Deficiência de Zinco
O zinco é associado ao crescimento linear e a imunidade. Apesar da dificuldade em medir com precisão o status do zinco, os estudos têm mostrado que 17% da população mundial apresentam risco de sua deficiência (Ruel-Bergeron et al., 2015)
A deficiência de zinco irá acarretar em diversos problemas para a saúde. Primeiramente ocorre um quadro de mobilização das reservas funcionais e, com a deficiência prolongada, podem acarretar retardo no crescimento e defeito no desenvolvimento fetal; anorexia; intolerância à glicose devido a diminuição na produção de insulina; atraso na maturação sexual e esquelética; desordens de comportamento; dificuldade de aprendizado e memória. Os estudos têm demonstrado uma prevalência desta deficiência em países em desenvolvimento, ressaltando um aumento nos quadros de diarreia, pneumonia, retardo do crescimento e desenvolvimento cerebral prejudicado (Hambidge, 2000). Além disso, Black e Sazawal (2001) e Strand et al. (2002) apontam que as crianças que foram suplementadas com zinco, apresentaram menor incidência de pneumonia e diarreia, quando comparadas às crianças que não fazem suplementação.
Fontes de zinco:
- Origem animal: carnes vermelhas, de aves e peixes
- Origem vegetal: leguminosas (feijão, grão de bico, lentilha); amêndoas, milho, amendoim cru, floco de aveia.
É importante ressaltar que o grupo das carnes possui maior biodisponibilidade de zinco.

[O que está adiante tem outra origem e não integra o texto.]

//! Widget styles
//!
//! Each widget kind has a default [`Style`] held by the [`StyleRegistry`].
//! A widget is built with a [`StyleOverrides`] whose set fields win over the
//! kind's defaults. Resolution happens once, when the widget is constructed.

use crate::render::FontId;
use sdl2::pixels::Color;

/// The closed set of widget kinds, used to pick default styles
#[derive(Debug, Clone, Copy, PartialEq, Eq, Hash)]
pub enum WidgetKind {
    Label,
    Button,
    ToggleButton,
    Textbox,
}

/// A fully resolved widget style
#[derive(Debug, Clone, PartialEq)]
pub struct Style {
    pub background: Color,
    pub foreground: Color,
    pub font: FontId,
    pub border_color: Color,
    /// Border thickness in pixels (0 = no border)
    pub border_size: u32,
    pub hover_background: Option<Color>,
    pub press_background: Option<Color>,
    pub toggle_background: Option<Color>,
}

impl Style {
    /// Apply every set override on top of this style
    pub fn with_overrides(&self, overrides: &StyleOverrides) -> Style {
        Style {
            background: overrides.background.unwrap_or(self.background),
            foreground: overrides.foreground.unwrap_or(self.foreground),
            font: overrides.font.unwrap_or(self.font),
            border_color: overrides.border_color.unwrap_or(self.border_color),
            border_size: overrides.border_size.unwrap_or(self.border_size),
            hover_background: overrides.hover_background.or(self.hover_background),
            press_background: overrides.press_background.or(self.press_background),
            toggle_background: overrides.toggle_background.or(self.toggle_background),
        }
    }

    /// Hover fill, falling back to the plain background
    pub fn hover(&self) -> Color {
        self.hover_background.unwrap_or(self.background)
    }

    pub fn press(&self) -> Color {
        self.press_background.unwrap_or(self.background)
    }

    pub fn toggle(&self) -> Color {
        self.toggle_background.unwrap_or(self.background)
    }
}

/// Caller-supplied style values; unset fields take the kind default
///
/// # Example
///
/// ```rust
/// let title_style = StyleOverrides::new().font(context.large_font);
/// ```
#[derive(Debug, Clone, Default, PartialEq)]
pub struct StyleOverrides {
    pub background: Option<Color>,
    pub foreground: Option<Color>,
    pub font: Option<FontId>,
    pub border_color: Option<Color>,
    pub border_size: Option<u32>,
    pub hover_background: Option<Color>,
    pub press_background: Option<Color>,
    pub toggle_background: Option<Color>,
}

impl StyleOverrides {
    pub fn new() -> Self {
        Self::default()
    }

    #[allow(dead_code)] // Reserved for per-widget color overrides
    pub fn background(mut self, color: Color) -> Self {
        self.background = Some(color);
        self
    }

    #[allow(dead_code)] // Reserved for per-widget color overrides
    pub fn foreground(mut self, color: Color) -> Self {
        self.foreground = Some(color);
        self
    }

    pub fn font(mut self, font: FontId) -> Self {
        self.font = Some(font);
        self
    }

    #[allow(dead_code)] // Reserved for per-widget color overrides
    pub fn border_color(mut self, color: Color) -> Self {
        self.border_color = Some(color);
        self
    }

    #[allow(dead_code)] // Reserved for per-widget color overrides
    pub fn border_size(mut self, size: u32) -> Self {
        self.border_size = Some(size);
        self
    }

    #[allow(dead_code)] // Reserved for per-widget color overrides
    pub fn hover_background(mut self, color: Color) -> Self {
        self.hover_background = Some(color);
        self
    }

    #[allow(dead_code)] // Reserved for per-widget color overrides
    pub fn press_background(mut self, color: Color) -> Self {
        self.press_background = Some(color);
        self
    }

    #[allow(dead_code)] // Reserved for per-widget color overrides
    pub fn toggle_background(mut self, color: Color) -> Self {
        self.toggle_background = Some(color);
        self
    }
}

/// Default style for every widget kind
///
/// Built once when the fonts are loaded and shared by reference with every
/// widget factory.
#[derive(Debug, Clone, PartialEq)]
pub struct StyleRegistry {
    label: Style,
    button: Style,
    toggle_button: Style,
    textbox: Style,
}

impl StyleRegistry {
    /// Creates the built-in defaults using `default_font` for all kinds
    pub fn new(default_font: FontId) -> Self {
        let base = Style {
            background: Color::RGB(255, 255, 255),
            foreground: Color::RGB(0, 0, 0),
            font: default_font,
            border_color: Color::RGB(0, 0, 0),
            border_size: 4,
            hover_background: None,
            press_background: None,
            toggle_background: None,
        };

        let button = Style {
            hover_background: Some(Color::RGB(200, 200, 200)),
            press_background: Some(Color::RGB(100, 100, 100)),
            ..base.clone()
        };

        StyleRegistry {
            label: base,
            toggle_button: Style {
                toggle_background: Some(Color::RGB(150, 150, 150)),
                ..button.clone()
            },
            textbox: button.clone(),
            button,
        }
    }

    /// Default style for a kind
    pub fn defaults(&self, kind: WidgetKind) -> &Style {
        match kind {
            WidgetKind::Label => &self.label,
            WidgetKind::Button => &self.button,
            WidgetKind::ToggleButton => &self.toggle_button,
            WidgetKind::Textbox => &self.textbox,
        }
    }

    /// Replace the default style for a kind
    #[allow(dead_code)] // Reserved for themed screens
    pub fn set_defaults(&mut self, kind: WidgetKind, style: Style) {
        match kind {
            WidgetKind::Label => self.label = style,
            WidgetKind::Button => self.button = style,
            WidgetKind::ToggleButton => self.toggle_button = style,
            WidgetKind::Textbox => self.textbox = style,
        }
    }

    /// Resolve a widget's style: overrides first, then the kind default
    pub fn resolve(&self, kind: WidgetKind, overrides: &StyleOverrides) -> Style {
        self.defaults(kind).with_overrides(overrides)
    }
}

impl Default for StyleRegistry {
    fn default() -> Self {
        Self::new(FontId::default())
    }
}

#[cfg(test)]
mod tests {
    use super::*;

    const KINDS: [WidgetKind; 4] = [
        WidgetKind::Label,
        WidgetKind::Button,
        WidgetKind::ToggleButton,
        WidgetKind::Textbox,
    ];

    #[test]
    fn test_defaults_per_kind() {
        let registry = StyleRegistry::new(FontId(3));

        for kind in KINDS {
            let style = registry.defaults(kind);
            assert_eq!(style.font, FontId(3));
            assert_eq!(style.border_size, 4);
            assert_eq!(style.background, Color::RGB(255, 255, 255));
        }

        assert_eq!(registry.defaults(WidgetKind::Label).hover_background, None);
        assert_eq!(
            registry.defaults(WidgetKind::Button).press_background,
            Some(Color::RGB(100, 100, 100))
        );
        assert_eq!(registry.defaults(WidgetKind::Button).toggle_background, None);
        assert_eq!(
            registry.defaults(WidgetKind::ToggleButton).toggle_background,
            Some(Color::RGB(150, 150, 150))
        );
    }

    #[test]
    fn test_override_wins_per_key() {
        let registry = StyleRegistry::new(FontId(0));
        let overrides = StyleOverrides::new()
            .font(FontId(1))
            .background(Color::RGB(1, 2, 3))
            .border_size(0);

        for kind in KINDS {
            let style = registry.resolve(kind, &overrides);
            let defaults = registry.defaults(kind);

            // Overridden keys
            assert_eq!(style.font, FontId(1));
            assert_eq!(style.background, Color::RGB(1, 2, 3));
            assert_eq!(style.border_size, 0);

            // Omitted keys keep the kind default
            assert_eq!(style.foreground, defaults.foreground);
            assert_eq!(style.border_color, defaults.border_color);
            assert_eq!(style.hover_background, defaults.hover_background);
            assert_eq!(style.press_background, defaults.press_background);
            assert_eq!(style.toggle_background, defaults.toggle_background);
        }
    }

    #[test]
    fn test_empty_overrides_yield_defaults() {
        let registry = StyleRegistry::new(FontId(0));
        for kind in KINDS {
            assert_eq!(&registry.resolve(kind, &StyleOverrides::new()), registry.defaults(kind));
        }
    }

    #[test]
    fn test_set_defaults() {
        let mut registry = StyleRegistry::new(FontId(0));
        let custom = Style {
            border_size: 1,
            ..registry.defaults(WidgetKind::Label).clone()
        };
        registry.set_defaults(WidgetKind::Label, custom);

        assert_eq!(registry.defaults(WidgetKind::Label).border_size, 1);
        assert_eq!(registry.defaults(WidgetKind::Button).border_size, 4);
    }

    #[test]
    fn test_fill_fallbacks() {
        let registry = StyleRegistry::new(FontId(0));
        let label = registry.defaults(WidgetKind::Label);
        assert_eq!(label.hover(), label.background);

        let button = registry.defaults(WidgetKind::Button);
        assert_eq!(button.hover(), Color::RGB(200, 200, 200));
    }
}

Transição Nutricional e a Fome Oculta
O Brasil passou por importantes processos de mudanças na saúde e doença nos últimos anos. Foram observadas alterações na qualidade da dieta e essas mudanças estão associadas a novas formas de estilo de vida, nas condições sociais, demográficas e econômicas. Apesar do desenvolvimento científico e da melhoria das condições econômicas e dos programas de suporte social, o Brasil está entre os países com maior prevalência em deficiências nutricionais. Os pesquisadores apontam este fato para o processo denominado como transição nutricional, em que houve um aumento expressivo de indivíduos com sobrepeso e obesidade. São inúmeros os fatores que contribuíram para a transição nutricional: a migração da população da área rural para a área urbana; a inserção da mulher no mercado de trabalho; o aumento do consumo de alimentos industrializados e fast foods; sedentarismo. Como consequência, foi observado um excesso de consumo de açúcares, sódio e gorduras. Este fato gerou um quadro de excesso calórico, portanto há uma elevada ingestão de macronutrientes (lipídeos, carboidratos e proteínas) e uma deficiência no consumo de micronutrientes (minerais e vitaminas) (Souza, 2010).
As modificações no padrão de comportamento alimentar acarretaram mudanças no perfil de saúde da população. Persiste elevada prevalência do sobrepeso e da obesidade, entretanto, esses indivíduos apresentam quadros significativos de deficiência de micronutrientes. Esta nova desnutrição decorrente da adoção dos hábitos alimentares errôneos acarretando em carência não explícita dos micronutrientes tem se tornado um problema nutricional prevalente em todo o mundo. Foi observado que o número de famílias afetadas pela fome oculta é maior que o daquelas com desnutrição calórica. Desta maneira, vale ressaltar a importância de uma dieta nutricionalmente equilibrada, o que irá diminuir os riscos de distúrbios e transtornos alimentares graves. Apesar da fome oculta acarretar sérios riscos para a saúde, desde anemias e doenças degenerativas e certos tipos de cânceres, ela nem sempre é percebida (Hack e Santos, 2012). O que reforça a necessidade do consumo equilibrado de frutas, verduras, legumes e grãos, além de carnes e lácteos. É de suma importância melhorar a qualidade da alimentação de toda a população e ressaltar que cumprir o aporte calórico não necessariamente está nutrindo o indivíduo.
Referências
Balarajan, Y., Ramakrishnan, U., Özaltin, E., Shankar, A.H,, Subramanian, S.V. Anaemia in low-income and middle-income countries. Lancet. 378(9809):2123–35. 2011.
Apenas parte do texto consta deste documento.